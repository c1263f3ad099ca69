//! Error types for the notes tracker.
//!
//! Provides structured error handling with:
//! - Machine-readable error codes (`ErrorCode`)
//! - Category-based exit codes (2=backend, 3=not_found, 4=validation, etc.)
//! - Retryability flags for scripted callers
//! - Context-aware recovery hints
//! - Structured JSON output for piped / non-TTY consumers
//!
//! Core operations never terminate the process. They return these errors
//! and only `main` turns them into an exit code.

use thiserror::Error;

use crate::model::Kind;

/// Result type alias for notes tracker operations.
pub type Result<T> = std::result::Result<T, Error>;

// ── Error Code ────────────────────────────────────────────────

/// Machine-readable error codes grouped by category.
#[derive(Debug, Clone, Copy, PartialEq, Eq)]
pub enum ErrorCode {
    // Backend (exit 2)
    BackendError,
    NoCommits,
    AmbiguousAnchor,

    // Not Found (exit 3)
    NoteNotFound,
    RecordNotFound,
    AmbiguousId,

    // Validation (exit 4)
    InvalidArgument,
    InvalidTimestamp,

    // Sync (exit 6)
    Conflict,

    // Config (exit 7)
    ConfigError,

    // I/O (exit 8)
    IoError,
    JsonError,
    DecodeError,

    // Internal (exit 1)
    StaleNote,
    InternalError,
}

impl ErrorCode {
    /// Machine-readable SCREAMING_SNAKE code string.
    #[must_use]
    pub const fn as_str(&self) -> &str {
        match self {
            Self::BackendError => "BACKEND_ERROR",
            Self::NoCommits => "NO_COMMITS",
            Self::AmbiguousAnchor => "AMBIGUOUS_ANCHOR",
            Self::NoteNotFound => "NOTE_NOT_FOUND",
            Self::RecordNotFound => "RECORD_NOT_FOUND",
            Self::AmbiguousId => "AMBIGUOUS_ID",
            Self::InvalidArgument => "INVALID_ARGUMENT",
            Self::InvalidTimestamp => "INVALID_TIMESTAMP",
            Self::Conflict => "CONFLICT",
            Self::ConfigError => "CONFIG_ERROR",
            Self::IoError => "IO_ERROR",
            Self::JsonError => "JSON_ERROR",
            Self::DecodeError => "DECODE_ERROR",
            Self::StaleNote => "STALE_NOTE",
            Self::InternalError => "INTERNAL_ERROR",
        }
    }

    /// Category-based exit code (1-8).
    #[must_use]
    pub const fn exit_code(&self) -> u8 {
        match self {
            Self::StaleNote | Self::InternalError => 1,
            Self::BackendError | Self::NoCommits | Self::AmbiguousAnchor => 2,
            Self::NoteNotFound | Self::RecordNotFound | Self::AmbiguousId => 3,
            Self::InvalidArgument | Self::InvalidTimestamp => 4,
            Self::Conflict => 6,
            Self::ConfigError => 7,
            Self::IoError | Self::JsonError | Self::DecodeError => 8,
        }
    }

    /// Whether the same call may succeed if repeated (possibly with corrected input).
    ///
    /// Nothing in the core retries on its own; this is advice for the caller.
    #[must_use]
    pub const fn is_retryable(&self) -> bool {
        matches!(
            self,
            Self::Conflict | Self::AmbiguousId | Self::InvalidArgument | Self::InvalidTimestamp
        )
    }
}

// ── Error Enum ────────────────────────────────────────────────

/// Errors that can occur in notes tracker operations.
#[derive(Error, Debug)]
pub enum Error {
    #[error("git {command} failed: {message}")]
    Backend { command: String, message: String },

    #[error("Repository has no commits to attach notes to")]
    NoCommits,

    #[error("History has {} root commits; cannot pick an anchor", roots.len())]
    AmbiguousAnchor { roots: Vec<String> },

    #[error("No {category} note attached to anchor {anchor}")]
    NoteNotFound { category: Kind, anchor: String },

    #[error("Record not found: {id}")]
    RecordNotFound { id: String },

    #[error("Ambiguous id '{prefix}' matches {}", matches.join(", "))]
    AmbiguousId { prefix: String, matches: Vec<String> },

    #[error("Malformed {category} note: {message}")]
    Decode { category: Kind, message: String },

    #[error("Invalid timestamp '{value}': {message}")]
    Timestamp { value: String, message: String },

    #[error("The {category} note changed since it was read")]
    Conflict { category: Kind },

    #[error("The {category} note handle is stale; read it again")]
    StaleNote { category: Kind },

    #[error("IO error: {0}")]
    Io(#[from] std::io::Error),

    #[error("JSON error: {0}")]
    Json(#[from] serde_json::Error),

    #[error("Invalid argument: {0}")]
    InvalidArgument(String),

    #[error("Configuration error: {0}")]
    Config(String),

    #[error("{0}")]
    Other(String),
}

impl Error {
    /// Build a backend error from a git subcommand and its stderr.
    pub(crate) fn backend(command: impl Into<String>, message: impl Into<String>) -> Self {
        Self::Backend {
            command: command.into(),
            message: message.into().trim().to_string(),
        }
    }

    /// Map this error to its structured `ErrorCode`.
    #[must_use]
    pub const fn error_code(&self) -> ErrorCode {
        match self {
            Self::Backend { .. } => ErrorCode::BackendError,
            Self::NoCommits => ErrorCode::NoCommits,
            Self::AmbiguousAnchor { .. } => ErrorCode::AmbiguousAnchor,
            Self::NoteNotFound { .. } => ErrorCode::NoteNotFound,
            Self::RecordNotFound { .. } => ErrorCode::RecordNotFound,
            Self::AmbiguousId { .. } => ErrorCode::AmbiguousId,
            Self::Decode { .. } => ErrorCode::DecodeError,
            Self::Timestamp { .. } => ErrorCode::InvalidTimestamp,
            Self::Conflict { .. } => ErrorCode::Conflict,
            Self::StaleNote { .. } => ErrorCode::StaleNote,
            Self::Io(_) => ErrorCode::IoError,
            Self::Json(_) => ErrorCode::JsonError,
            Self::InvalidArgument(_) => ErrorCode::InvalidArgument,
            Self::Config(_) => ErrorCode::ConfigError,
            Self::Other(_) => ErrorCode::InternalError,
        }
    }

    /// Category-based exit code, delegating to the `ErrorCode`.
    #[must_use]
    pub const fn exit_code(&self) -> u8 {
        self.error_code().exit_code()
    }

    /// Context-aware recovery hint.
    ///
    /// Returns `None` if no actionable suggestion exists.
    #[must_use]
    pub fn hint(&self) -> Option<String> {
        match self {
            Self::NoCommits => {
                Some("Create an initial commit first: git commit --allow-empty -m init".to_string())
            }

            Self::AmbiguousAnchor { roots } => Some(format!(
                "Pin the anchor explicitly with --anchor or NT_ANCHOR. Root commits:\n    {}",
                roots.join("\n    ")
            )),

            Self::NoteNotFound { category, .. } => Some(format!(
                "Nothing has been stored for {category} yet. Create one with `nt {} create`.",
                category.singular()
            )),

            Self::RecordNotFound { id } => Some(format!(
                "No record with ID or short code '{id}'. Use `nt issue list` to see available issues."
            )),

            Self::AmbiguousId { .. } => {
                Some("Use more characters of the ID, or the 6-character short code.".to_string())
            }

            Self::Conflict { .. } => Some(
                "Another process wrote the same note. Re-run the command to apply it on top."
                    .to_string(),
            ),

            Self::Config(msg) if msg.contains("author") => Some(
                "Set an identity: git config user.name \"Your Name\", or export NT_AUTHOR"
                    .to_string(),
            ),

            Self::Backend { .. }
            | Self::Decode { .. }
            | Self::Timestamp { .. }
            | Self::StaleNote { .. }
            | Self::Io(_)
            | Self::Json(_)
            | Self::InvalidArgument(_)
            | Self::Config(_)
            | Self::Other(_) => None,
        }
    }

    /// Structured JSON representation for machine consumption.
    #[must_use]
    pub fn to_structured_json(&self) -> serde_json::Value {
        let code = self.error_code();
        let mut obj = serde_json::json!({
            "error": {
                "code": code.as_str(),
                "message": self.to_string(),
                "retryable": code.is_retryable(),
                "exit_code": code.exit_code(),
            }
        });

        if let Some(hint) = self.hint() {
            obj["error"]["hint"] = serde_json::Value::String(hint);
        }

        obj
    }
}

#[cfg(test)]
mod tests {
    use super::*;

    #[test]
    fn test_exit_codes_by_category() {
        assert_eq!(Error::NoCommits.exit_code(), 2);
        assert_eq!(
            Error::NoteNotFound {
                category: Kind::Issue,
                anchor: "abc".into()
            }
            .exit_code(),
            3
        );
        assert_eq!(Error::Conflict { category: Kind::Issue }.exit_code(), 6);
    }

    #[test]
    fn test_structured_json_carries_hint() {
        let err = Error::Conflict {
            category: Kind::Comment,
        };
        let json = err.to_structured_json();
        assert_eq!(json["error"]["code"], "CONFLICT");
        assert_eq!(json["error"]["retryable"], true);
        assert!(json["error"]["hint"].is_string());
    }

    #[test]
    fn test_backend_error_trims_stderr() {
        let err = Error::backend("notes", "fatal: bad object\n");
        assert_eq!(err.to_string(), "git notes failed: fatal: bad object");
    }
}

* [TASK DIRECTIONS]: From the records, copy out each line that includes the string "format".

* [OUTPUT BELOW]:
            Self::AmbiguousAnchor { roots } => Some(format!(
            Self::NoteNotFound { category, .. } => Some(format!(
            Self::RecordNotFound { id } => Some(format!(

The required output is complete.